Руководители Союза писателей Алексей Сурков, Константин Симонов и Николай Тихонов 29 мая 1953 года отправили Хрущеву послание, в котором резко возражали против фадеевских идей, его «неверной панической оценки состояния литературы и неполадок в руководстве ею»:
«А. А. Фадеев фактически отошел от повседневного руководства Союзом писателей, что создавало ненормальную обстановку… Мы считаем, что в интересах самого А. А. Фадеева и для того, чтобы наконец наладилась нормальная работа Союза писателей, следует удовлетворить желание тов. Фадеева — работать только над своим романом и освободить его от обязанностей генерального секретаря Союза писателей».
Фадеев не ожидал этого от товарищей-писателей. Он хотел, чтобы ему продлили отпуск, оставили при должности, но не заставляли приходить на работу. Но товарищи быстро уловили, что после смерти Сталина отношение к Фадееву изменилось, и спешили, устранив его, поделить власть. Фадеев продолжал отправлять Хрущеву и другим руководителям партии и правительства обширные записки со своими предложениями о реорганизации системы управления литературой и искусством. По инерции его записки докладывались Никите Сергеевичу, но вызывали, скорее, неудовольствие и раздражение.
В 1955 году должность генерального секретаря в Союзе писателей ликвидировали (поскольку в партии отменили пост генсека). Фадеев перестал был писательским министром. На XX съезде партии Шолохов, давно ожидавший этого момента, свел счеты с Александром Александровичем:
— Фадеев оказался достаточно властолюбивым генсеком и не захотел считаться в работе с принципом коллегиальности. Остальным секретарям работать с ним стало невозможно. Общими и дружными усилиями мы похитили у Фадеева пятнадцать лучших творческих лет его жизни, а в результате мы не имеем ни генсека, ни писателя. Некогда ему было заниматься такими «пустяками», как писание книг… Если к таким литературным руководителям, как Фадеев или Сурков, никто из их товарищей по профессии за решением творческих вопросов не ходил, не ходит и ходить не собирается, то, спрашивается, зачем же нам такие руководители нужны?
Твардовский записал в дневнике 7 июля 1955 года: «Фадеев то и дело задремывает на заседании. В машине — „А вот на XX съезде нас с тобой уже не изберут, и будет нам полегче (пить?)“. Это он в первый раз так о себе, о такой возможности».
На XX съезде партии Фадеева избрали уже не членом ЦК, а всего лишь кандидатом.
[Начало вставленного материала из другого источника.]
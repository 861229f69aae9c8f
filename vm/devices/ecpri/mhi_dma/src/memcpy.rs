// Copyright (c) Microsoft Corporation.
// Licensed under the MIT License.

//! Per-function memcpy contexts.
//!
//! Each context owns a synchronous endpoint pair and, for the physical
//! function, an asynchronous pair. A copy is a destination descriptor posted
//! ahead of a source descriptor on a linked pair of channels; the hardware
//! moves the bytes and completes the destination side.
//!
//! State is split across three lock domains, always taken in the order
//! general, sync, async. The copy paths take only their own domain. Teardown
//! decisions take all three. Async submission also holds the queue guard,
//! ordered before the async lock, so that recovery of the async pair excludes
//! other submitters without holding the async lock itself.

use crate::function::FunctionIndex;
use crate::setup::ChannelArena;
use ecpri_dma::Backoff;
use ecpri_dma::Buffer;
use ecpri_dma::ChannelId;
use ecpri_dma::ChannelState;
use ecpri_dma::ConfigError;
use ecpri_dma::DmaEngine;
use ecpri_dma::DmaError;
use ecpri_dma::Direction;
use ecpri_dma::Endpoint;
use ecpri_dma::EndpointClient;
use ecpri_dma::EndpointConfig;
use ecpri_dma::NotifyMode;
use ecpri_dma::Packet;
use ecpri_dma::PollResult;
use ecpri_dma::StateError;
use ecpri_dma::TransferError;
use ecpri_dma::Work;
use ecpri_dma::WorkQueue;
use parking_lot::Mutex;
use std::collections::VecDeque;
use std::sync::atomic::AtomicBool;
use std::sync::atomic::Ordering;
use std::sync::Arc;
use std::sync::Weak;

/// Completion callback for [`MemcpyContext::async_memcpy`]. Any caller state
/// travels in the closure.
pub type MemcpyCallback = Box<dyn FnOnce(Result<(), DmaError>) + Send>;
Корней Чуковский писал: «Он был не создан для неудачничества, он так привык к роли вождя, решителя писательских судеб — что положение отставного литературного маршала для него было лютым мучением».
Но ведь после смерти Сталина в опале оказался не только Фадеев, но и, скажем, Константин Симонов, который был его заместителем в Союзе писателей и главным редактором «Литературной газеты». Но Симонов пережил потерю должности, опалу, стал много писать, обрел новую славу, не менее громкую. А Фадеев ничего не написал и застрелился. Спился? Говорят, что алкоголизм — самый медленный путь самоубийства. Фадеев вспоминал, что впервые приложился к самогону, когда был в партизанском отряде на Дальнем Востоке. Не хотел отставать от взрослых и крепких мужиков.
Засесть за новую работу Фадеев не мог и не хотел. Строил планы. Но ничего так и не сделал. Отвык от писательского труда. И не мог себя пересилить. Он больше никому не был нужен. Сознавая это, Фадеев впал в депрессию. С годами он стал искать спасения от всех проблем в водке и в общении с женщинами. В последнее время — только в водке.